The representatives of the pass-through community in DC lobbied aggressively for better and fairer treatment of pass-through businesses as the final language of the legislation was being developed. While far from perfect, the final bill was much improved over all of the original proposals, providing qualified businesses with a 20 percent tax deduction, resulting in an effective tax rate of 29.6 percent.


NAW has managed the LIFO Coalition since repeal was first proposed in 2006 by a Republican senator, and repeal has been repeatedly sought since by the Obama Administration and Republican tax writers. We long believed that the threat of repeal was far greater in the context of comprehensive tax reform than it had ever been.

Our battle to preserve the use of LIFO was rewarded when neither the House nor the Senate included repeal in their tax reform legislation, even though we had been clearly told by Senate Finance Committee staff that repeal was likely to be included in their reform bill. As we have done multiple times over the last decade, NAW and our colleagues in the LIFO Coalition asked our member companies to contact the Senate Finance Committee members to urge them not to include repeal in their bill. NAW member companies rose to this challenge, and to good effect. The Finance Committee opted to leave LIFO alone, a clear and notable win for wholesale distribution and a case study in how businesses can impact public policy by actively engaging.

NAW will continue to manage the LIFO Coalition since repeal could come up again but keeping LIFO out of the tax reform bill was a huge success – thanks to each of you who helped us preserve LIFO.

What to expect from the 116th Congress:

There could be a strong push in Congress for repeal of the provision in the 2017 law that limited the deduction of state and local taxes – SALT – to $10,000. A bipartisan coalition of members of Congress from high-tax states could well support SALT repeal, but it remains dubious that a majority of both houses of Congress would agree.

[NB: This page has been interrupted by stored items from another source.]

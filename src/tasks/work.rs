//! # Work abstraction.
//!
//! This module defines the [`Work`] trait, one unit of periodic work, and the
//! shared handle type [`WorkRef`].
//!
//! A unit receives the tick sequence number and a [`CancellationToken`] that is
//! cancelled when the owning runner is asked to stop. Units check it at entry
//! only: once the body started, it runs to completion.

use std::sync::Arc;

use async_trait::async_trait;
use tokio_util::sync::CancellationToken;

use crate::error::WorkError;

/// Shared handle to a unit of work.
pub type WorkRef = Arc<dyn Work>;

/// # Asynchronous unit of periodic work.
///
/// A `Work` has a stable [`name`](Work::name) and an async [`run`](Work::run)
/// method invoked once per tick.
///
/// # Example
/// ```
/// use tokio_util::sync::CancellationToken;
/// use async_trait::async_trait;
/// use tickvisor::{Work, WorkError};
///
/// struct Heartbeat;
///
/// #[async_trait]
/// impl Work for Heartbeat {
///     fn name(&self) -> &str { "heartbeat" }
///
///     async fn run(&self, tick: u64, ctx: CancellationToken) -> Result<(), WorkError> {
///         if ctx.is_cancelled() {
///             return Err(WorkError::Canceled);
///         }
///         let _ = tick;
///         Ok(())
///     }
/// }
/// ```
#[async_trait]
pub trait Work: Send + Sync + 'static {
    /// Returns a stable, human-readable name.
    fn name(&self) -> &str;

    /// Executes the unit for tick `tick`.
    ///
    /// Returning [`WorkError::Canceled`] means the body was skipped because stop
    /// had already been requested; the runner reports it as skipped, not failed.
    async fn run(&self, tick: u64, ctx: CancellationToken) -> Result<(), WorkError>;
}
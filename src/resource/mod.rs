//! # Shared resource and the ticker work unit.
//!
//! - [`SharedResource`] - process-wide dependency with an irreversible disposed flag
//! - [`Ticker`] - reports a sequence number through the resource
//! - [`TickerWork`] - the [`Work`](crate::Work) body driven by a runner
//!
//! ```text
//! PeriodicRunner ──► TickerWork::run(seq) ──► Ticker::tick(seq) ──► SharedResource::invoke(seq)
//!                                                                         │
//!                                          Host ──► SharedResource::dispose() (after drain)
//! ```

mod shared;
mod ticker;

pub use shared::SharedResource;
pub use ticker::{Ticker, TickerWork};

The pass-through business community is also pushing for a change in the law that would make permanent the 20 percent deduction, Section 199A of the code. Under current law Section 199A will expire at the end of 2025 and the top pass-through tax rate will return to 39.6 percent. While business support for Section 199A permanence is strong, that provision, too, is unlikely to be enacted in this Congress.

On the other hand, the tax agenda promoted by the new Democratic majority in the House of Representatives and many of the Democratic candidates for President is also unlikely to succeed, and that’s good news for the business community. They have a laundry list of tax increases, both punitive – to “make the rich pay their fair share” – and to fund the costly new government programs they propose.

One of the prime targets is the corporate tax rate, which many Democrats argue should be increased to help “pay for” their expansive new programs. The top individual tax rate, which was reduced from 39.6 percent to 37 percent in TCJA, is also a target, and would impact successful pass-through businesses.